* [What is needed]:
Produce as output only the lines below starting at the line with "by UTF-8 bytes." and continuing through the line with "pub(crate) fn write_u32<W: Write>(w: &mut", each one exactly as written.

* [Data]:
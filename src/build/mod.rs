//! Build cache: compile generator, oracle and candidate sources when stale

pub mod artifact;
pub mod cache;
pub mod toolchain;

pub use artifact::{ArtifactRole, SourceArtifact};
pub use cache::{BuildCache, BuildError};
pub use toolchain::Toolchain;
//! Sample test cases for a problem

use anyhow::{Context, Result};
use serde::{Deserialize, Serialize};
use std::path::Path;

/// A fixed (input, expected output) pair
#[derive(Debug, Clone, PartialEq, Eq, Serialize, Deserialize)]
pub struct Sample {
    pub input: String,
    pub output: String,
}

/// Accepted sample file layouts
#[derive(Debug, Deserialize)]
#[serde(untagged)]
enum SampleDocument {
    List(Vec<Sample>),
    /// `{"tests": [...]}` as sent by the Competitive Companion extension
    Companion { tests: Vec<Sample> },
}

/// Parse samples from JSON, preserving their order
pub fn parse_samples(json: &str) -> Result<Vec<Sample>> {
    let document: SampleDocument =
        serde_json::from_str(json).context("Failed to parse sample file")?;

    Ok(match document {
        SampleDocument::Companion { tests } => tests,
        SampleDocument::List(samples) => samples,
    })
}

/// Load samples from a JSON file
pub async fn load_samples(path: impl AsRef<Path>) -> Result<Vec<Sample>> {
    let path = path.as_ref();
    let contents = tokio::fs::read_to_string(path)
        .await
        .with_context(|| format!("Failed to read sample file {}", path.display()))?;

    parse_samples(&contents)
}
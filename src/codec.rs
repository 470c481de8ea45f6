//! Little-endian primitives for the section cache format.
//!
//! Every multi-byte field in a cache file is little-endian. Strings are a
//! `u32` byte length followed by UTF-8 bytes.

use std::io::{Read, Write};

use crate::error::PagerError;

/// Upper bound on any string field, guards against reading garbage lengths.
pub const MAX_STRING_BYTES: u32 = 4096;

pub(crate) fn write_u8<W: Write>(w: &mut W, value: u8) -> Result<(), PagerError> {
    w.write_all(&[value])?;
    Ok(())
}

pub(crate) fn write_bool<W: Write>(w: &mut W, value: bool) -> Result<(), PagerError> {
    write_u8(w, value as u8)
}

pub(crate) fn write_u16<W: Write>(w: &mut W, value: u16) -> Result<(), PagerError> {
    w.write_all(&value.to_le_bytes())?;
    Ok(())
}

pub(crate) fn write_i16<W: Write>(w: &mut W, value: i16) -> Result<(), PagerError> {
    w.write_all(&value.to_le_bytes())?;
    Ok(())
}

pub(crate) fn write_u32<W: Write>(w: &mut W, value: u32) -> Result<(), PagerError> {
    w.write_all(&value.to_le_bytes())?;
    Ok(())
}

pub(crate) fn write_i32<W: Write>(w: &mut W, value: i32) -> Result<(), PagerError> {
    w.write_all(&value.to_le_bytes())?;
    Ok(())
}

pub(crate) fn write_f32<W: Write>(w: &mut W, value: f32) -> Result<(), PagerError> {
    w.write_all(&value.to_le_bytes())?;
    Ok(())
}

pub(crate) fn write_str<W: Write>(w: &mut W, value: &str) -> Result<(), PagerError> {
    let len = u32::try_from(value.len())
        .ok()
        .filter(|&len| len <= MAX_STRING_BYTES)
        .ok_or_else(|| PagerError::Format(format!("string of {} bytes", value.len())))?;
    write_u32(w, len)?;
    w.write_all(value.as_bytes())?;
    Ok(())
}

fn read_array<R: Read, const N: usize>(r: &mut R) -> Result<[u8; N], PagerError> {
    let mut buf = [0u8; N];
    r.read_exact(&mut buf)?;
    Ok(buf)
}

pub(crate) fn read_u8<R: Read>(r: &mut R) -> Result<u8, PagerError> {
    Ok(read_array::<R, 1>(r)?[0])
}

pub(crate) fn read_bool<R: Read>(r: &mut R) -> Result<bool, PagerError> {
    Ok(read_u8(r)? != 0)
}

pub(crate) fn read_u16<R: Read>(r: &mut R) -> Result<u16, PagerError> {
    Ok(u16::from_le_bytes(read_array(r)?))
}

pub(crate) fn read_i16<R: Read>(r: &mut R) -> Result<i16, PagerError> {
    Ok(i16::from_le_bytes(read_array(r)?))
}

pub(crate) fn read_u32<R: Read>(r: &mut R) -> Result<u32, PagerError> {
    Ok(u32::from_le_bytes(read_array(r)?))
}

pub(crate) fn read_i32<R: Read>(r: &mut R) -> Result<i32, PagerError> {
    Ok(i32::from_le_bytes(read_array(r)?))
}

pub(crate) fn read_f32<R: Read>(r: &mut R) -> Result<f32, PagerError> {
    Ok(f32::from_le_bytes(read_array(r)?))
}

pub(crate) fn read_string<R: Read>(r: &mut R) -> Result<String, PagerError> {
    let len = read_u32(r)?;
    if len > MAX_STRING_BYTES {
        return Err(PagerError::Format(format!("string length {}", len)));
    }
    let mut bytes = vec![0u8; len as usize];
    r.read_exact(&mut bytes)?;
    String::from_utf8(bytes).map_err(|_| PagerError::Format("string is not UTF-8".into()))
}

* [Answer to the exercise]:
//! `u32` byte length followed by UTF-8 bytes.

use std::io::{Read, Write};

use crate::error::PagerError;

/// Upper bound on any string field, guards against reading garbage lengths.
pub const MAX_STRING_BYTES: u32 = 4096;

pub(crate) fn write_u8<W: Write>(w: &mut W, value: u8) -> Result<(), PagerError> {
    w.write_all(&[value])?;
    Ok(())
}

pub(crate) fn write_bool<W: Write>(w: &mut W, value: bool) -> Result<(), PagerError> {
    write_u8(w, value as u8)
}

pub(crate) fn write_u16<W: Write>(w: &mut W, value: u16) -> Result<(), PagerError> {
    w.write_all(&value.to_le_bytes())?;
    Ok(())
}

pub(crate) fn write_i16<W: Write>(w: &mut W, value: i16) -> Result<(), PagerError> {
    w.write_all(&value.to_le_bytes())?;
    Ok(())
}

pub(crate) fn write_u32<W: Write>(w: &mut W, value: u32) -> Result<(), PagerError> {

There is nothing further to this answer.